- _Exercise_
The answer should consist of all the records, written out word for word.

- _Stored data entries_

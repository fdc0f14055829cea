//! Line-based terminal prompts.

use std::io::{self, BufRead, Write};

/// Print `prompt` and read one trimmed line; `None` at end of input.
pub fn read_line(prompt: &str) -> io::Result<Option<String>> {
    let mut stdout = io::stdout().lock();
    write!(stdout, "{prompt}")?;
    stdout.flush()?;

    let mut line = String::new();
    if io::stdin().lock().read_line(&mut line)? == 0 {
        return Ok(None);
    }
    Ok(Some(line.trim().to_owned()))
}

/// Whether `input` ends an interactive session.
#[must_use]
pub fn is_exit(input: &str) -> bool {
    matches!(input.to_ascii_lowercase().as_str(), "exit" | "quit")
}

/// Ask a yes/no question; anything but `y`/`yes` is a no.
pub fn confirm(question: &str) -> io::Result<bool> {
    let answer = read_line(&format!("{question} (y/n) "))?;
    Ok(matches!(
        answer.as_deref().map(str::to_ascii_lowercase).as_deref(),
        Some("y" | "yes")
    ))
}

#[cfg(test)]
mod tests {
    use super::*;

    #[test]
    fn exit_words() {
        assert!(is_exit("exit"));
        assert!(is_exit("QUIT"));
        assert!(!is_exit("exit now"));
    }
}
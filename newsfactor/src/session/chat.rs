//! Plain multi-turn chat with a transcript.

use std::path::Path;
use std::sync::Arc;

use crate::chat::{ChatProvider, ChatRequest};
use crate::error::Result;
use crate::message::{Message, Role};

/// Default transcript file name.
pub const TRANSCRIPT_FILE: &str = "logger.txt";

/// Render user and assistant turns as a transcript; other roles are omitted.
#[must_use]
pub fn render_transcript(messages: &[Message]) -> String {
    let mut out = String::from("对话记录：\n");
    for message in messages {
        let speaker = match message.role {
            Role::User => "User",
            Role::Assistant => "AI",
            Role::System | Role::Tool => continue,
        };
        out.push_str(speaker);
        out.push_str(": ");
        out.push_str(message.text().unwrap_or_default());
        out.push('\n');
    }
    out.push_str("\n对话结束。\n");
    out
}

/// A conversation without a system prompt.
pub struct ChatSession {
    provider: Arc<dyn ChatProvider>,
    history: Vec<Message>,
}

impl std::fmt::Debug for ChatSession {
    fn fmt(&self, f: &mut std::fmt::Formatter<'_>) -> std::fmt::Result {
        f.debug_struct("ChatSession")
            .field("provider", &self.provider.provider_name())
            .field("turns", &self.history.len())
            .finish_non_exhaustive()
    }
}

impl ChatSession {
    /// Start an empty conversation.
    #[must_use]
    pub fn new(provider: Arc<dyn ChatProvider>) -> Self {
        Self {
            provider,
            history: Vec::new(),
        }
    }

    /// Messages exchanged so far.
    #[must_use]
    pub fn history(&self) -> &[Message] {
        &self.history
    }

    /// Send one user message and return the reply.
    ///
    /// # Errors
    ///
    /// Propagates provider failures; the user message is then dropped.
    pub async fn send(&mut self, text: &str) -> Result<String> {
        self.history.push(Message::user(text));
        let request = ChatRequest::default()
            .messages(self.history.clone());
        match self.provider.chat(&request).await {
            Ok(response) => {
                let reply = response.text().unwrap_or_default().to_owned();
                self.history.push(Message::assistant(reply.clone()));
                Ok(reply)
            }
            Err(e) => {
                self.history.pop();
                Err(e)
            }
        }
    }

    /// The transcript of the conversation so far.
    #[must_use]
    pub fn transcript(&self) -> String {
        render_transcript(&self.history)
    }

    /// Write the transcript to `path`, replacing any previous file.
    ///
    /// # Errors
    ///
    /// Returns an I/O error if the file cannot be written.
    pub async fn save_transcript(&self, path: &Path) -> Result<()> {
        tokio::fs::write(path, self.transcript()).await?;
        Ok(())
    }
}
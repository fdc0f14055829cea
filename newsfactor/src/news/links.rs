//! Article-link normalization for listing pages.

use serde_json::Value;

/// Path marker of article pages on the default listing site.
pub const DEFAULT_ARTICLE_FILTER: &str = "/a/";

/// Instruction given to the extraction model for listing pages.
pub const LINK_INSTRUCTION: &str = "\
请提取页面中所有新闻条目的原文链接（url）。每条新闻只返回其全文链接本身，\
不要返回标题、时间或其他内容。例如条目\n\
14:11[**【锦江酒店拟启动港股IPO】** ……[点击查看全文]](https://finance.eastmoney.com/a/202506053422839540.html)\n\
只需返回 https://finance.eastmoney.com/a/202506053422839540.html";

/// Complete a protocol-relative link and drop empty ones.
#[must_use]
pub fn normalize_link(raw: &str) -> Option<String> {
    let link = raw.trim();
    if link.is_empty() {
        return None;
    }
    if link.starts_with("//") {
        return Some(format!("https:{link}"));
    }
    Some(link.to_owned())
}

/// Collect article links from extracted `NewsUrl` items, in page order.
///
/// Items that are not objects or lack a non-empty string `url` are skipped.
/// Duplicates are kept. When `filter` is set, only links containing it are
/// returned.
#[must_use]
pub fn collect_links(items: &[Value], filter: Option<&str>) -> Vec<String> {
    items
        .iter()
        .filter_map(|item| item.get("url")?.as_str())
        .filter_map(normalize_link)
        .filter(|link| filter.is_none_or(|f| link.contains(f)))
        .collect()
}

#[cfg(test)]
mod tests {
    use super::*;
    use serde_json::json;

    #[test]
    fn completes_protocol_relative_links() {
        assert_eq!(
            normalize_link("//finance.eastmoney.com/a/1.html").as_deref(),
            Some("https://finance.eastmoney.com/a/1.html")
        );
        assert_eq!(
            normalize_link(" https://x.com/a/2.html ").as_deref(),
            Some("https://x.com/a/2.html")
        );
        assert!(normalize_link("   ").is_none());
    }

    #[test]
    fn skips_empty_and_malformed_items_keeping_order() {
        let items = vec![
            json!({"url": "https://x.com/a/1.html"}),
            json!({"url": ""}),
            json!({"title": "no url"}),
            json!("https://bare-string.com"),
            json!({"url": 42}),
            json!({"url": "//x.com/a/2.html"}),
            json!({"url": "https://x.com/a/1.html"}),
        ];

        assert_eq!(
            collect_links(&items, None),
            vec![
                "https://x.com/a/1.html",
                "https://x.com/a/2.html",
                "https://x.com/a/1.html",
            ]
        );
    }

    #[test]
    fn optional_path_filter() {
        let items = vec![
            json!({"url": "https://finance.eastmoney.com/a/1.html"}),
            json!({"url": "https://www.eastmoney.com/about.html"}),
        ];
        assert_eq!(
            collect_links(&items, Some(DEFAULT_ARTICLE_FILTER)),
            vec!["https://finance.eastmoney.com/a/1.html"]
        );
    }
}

- _Result of this exercise_
repository fdc0f14055829cea
//! Line-based terminal prompts.

use std::io::{self, BufRead, Write};

/// Print `prompt` and read one trimmed line; `None` at end of input.
pub fn read_line(prompt: &str) -> io::Result<Option<String>> {
    let mut stdout = io::stdout().lock();
    write!(stdout, "{prompt}")?;
    stdout.flush()?;

    let mut line = String::new();
    if io::stdin().lock().read_line(&mut line)? == 0 {
        return Ok(None);
    }
    Ok(Some(line.trim().to_owned()))
}

/// Whether `input` ends an interactive session.
#[must_use]
pub fn is_exit(input: &str) -> bool {
    matches!(input.to_ascii_lowercase().as_str(), "exit" | "quit")
}

/// Ask a yes/no question; anything but `y`/`yes` is a no.
pub fn confirm(question: &str) -> io::Result<bool> {
    let answer = read_line(&format!("{question} (y/n) "))?;
    Ok(matches!(
        answer.as_deref().map(str::to_ascii_lowercase).as_deref(),
        Some("y" | "yes")
    ))
}

#[cfg(test)]
mod tests {
    use super::*;

    #[test]
    fn exit_words() {
        assert!(is_exit("exit"));
        assert!(is_exit("QUIT"));
        assert!(!is_exit("exit now"));
    }
}
filename newsfactor/src/session/chat.rs
//! Plain multi-turn chat with a transcript.

use std::path::Path;
use std::sync::Arc;

use crate::chat::{ChatProvider, ChatRequest};
use crate::error::Result;
use crate::message::{Message, Role};

/// Default transcript file name.
pub const TRANSCRIPT_FILE: &str = "logger.txt";

/// Render user and assistant turns as a transcript; other roles are omitted.
#[must_use]
pub fn render_transcript(messages: &[Message]) -> String {
    let mut out = String::from("对话记录：\n");
    for message in messages {
        let speaker = match message.role {
            Role::User => "User",
            Role::Assistant => "AI",
            Role::System | Role::Tool => continue,
        };
        out.push_str(speaker);
        out.push_str(": ");
        out.push_str(message.text().unwrap_or_default());
        out.push('\n');
    }
    out.push_str("\n对话结束。\n");
    out
}

/// A conversation without a system prompt.
pub struct ChatSession {
    provider: Arc<dyn ChatProvider>,
    history: Vec<Message>,
}

impl std::fmt::Debug for ChatSession {
    fn fmt(&self, f: &mut std::fmt::Formatter<'_>) -> std::fmt::Result {
        f.debug_struct("ChatSession")
            .field("provider", &self.provider.provider_name())
            .field("turns", &self.history.len())
            .finish_non_exhaustive()
    }
}

impl ChatSession {
    /// Start an empty conversation.
    #[must_use]
    pub fn new(provider: Arc<dyn ChatProvider>) -> Self {
        Self {
            provider,
            history: Vec::new(),
        }
    }

    /// Messages exchanged so far.
    #[must_use]
    pub fn history(&self) -> &[Message] {
        &self.history
    }

    /// Send one user message and return the reply.
    ///
    /// # Errors
    ///
    /// Propagates provider failures; the user message is then dropped.
    pub async fn send(&mut self, text: &str) -> Result<String> {
        self.history.push(Message::user(text));
        let request = ChatRequest::default()
            .messages(self.history.clone());
        match self.provider.chat(&request).await {
            Ok(response) => {
                let reply = response.text().unwrap_or_default().to_owned();
                self.history.push(Message::assistant(reply.clone()));
                Ok(reply)
            }
            Err(e) => {
                self.history.pop();
                Err(e)
            }
        }
    }

    /// The transcript of the conversation so far.
    #[must_use]
    pub fn transcript(&self) -> String {
        render_transcript(&self.history)
    }

    /// Write the transcript to `path`, replacing any previous file.
    ///
    /// # Errors
    ///
    /// Returns an I/O error if the file cannot be written.
    pub async fn save_transcript(&self, path: &Path) -> Result<()> {
        tokio::fs::write(path, self.transcript()).await?;
        Ok(())
    }
}
repository fdc0f14055829cea
filename newsfactor/src/news/links.rs
//! Article-link normalization for listing pages.

use serde_json::Value;

/// Path marker of article pages on the default listing site.
pub const DEFAULT_ARTICLE_FILTER: &str = "/a/";

/// Instruction given to the extraction model for listing pages.
pub const LINK_INSTRUCTION: &str = "\
请提取页面中所有新闻条目的原文链接（url）。每条新闻只返回其全文链接本身，\
不要返回标题、时间或其他内容。例如条目\n\
14:11[**【锦江酒店拟启动港股IPO】** ……[点击查看全文]](https://finance.eastmoney.com/a/202506053422839540.html)\n\
只需返回 https://finance.eastmoney.com/a/202506053422839540.html";

/// Complete a protocol-relative link and drop empty ones.
#[must_use]
pub fn normalize_link(raw: &str) -> Option<String> {
    let link = raw.trim();
    if link.is_empty() {
        return None;
    }
    if link.starts_with("//") {
        return Some(format!("https:{link}"));
    }
    Some(link.to_owned())
}

/// Collect article links from extracted `NewsUrl` items, in page order.
///
/// Items that are not objects or lack a non-empty string `url` are skipped.
/// Duplicates are kept. When `filter` is set, only links containing it are
/// returned.
#[must_use]
pub fn collect_links(items: &[Value], filter: Option<&str>) -> Vec<String> {
    items
        .iter()
        .filter_map(|item| item.get("url")?.as_str())
        .filter_map(normalize_link)
        .filter(|link| filter.is_none_or(|f| link.contains(f)))
        .collect()
}

#[cfg(test)]
mod tests {
    use super::*;
    use serde_json::json;

    #[test]
    fn completes_protocol_relative_links() {
        assert_eq!(
            normalize_link("//finance.eastmoney.com/a/1.html").as_deref(),
            Some("https://finance.eastmoney.com/a/1.html")
        );
        assert_eq!(
            normalize_link(" https://x.com/a/2.html ").as_deref(),
            Some("https://x.com/a/2.html")
        );
        assert!(normalize_link("   ").is_none());
    }

    #[test]
    fn skips_empty_and_malformed_items_keeping_order() {
        let items = vec![
            json!({"url": "https://x.com/a/1.html"}),
            json!({"url": ""}),
            json!({"title": "no url"}),
            json!("https://bare-string.com"),
            json!({"url": 42}),
            json!({"url": "//x.com/a/2.html"}),
            json!({"url": "https://x.com/a/1.html"}),
        ];

        assert_eq!(
            collect_links(&items, None),
            vec![
                "https://x.com/a/1.html",
                "https://x.com/a/2.html",
                "https://x.com/a/1.html",
            ]
        );
    }

    #[test]
    fn optional_path_filter() {
        let items = vec![
            json!({"url": "https://finance.eastmoney.com/a/1.html"}),
            json!({"url": "https://www.eastmoney.com/about.html"}),
        ];
        assert_eq!(
            collect_links(&items, Some(DEFAULT_ARTICLE_FILTER)),
            vec!["https://finance.eastmoney.com/a/1.html"]
        );
    }
}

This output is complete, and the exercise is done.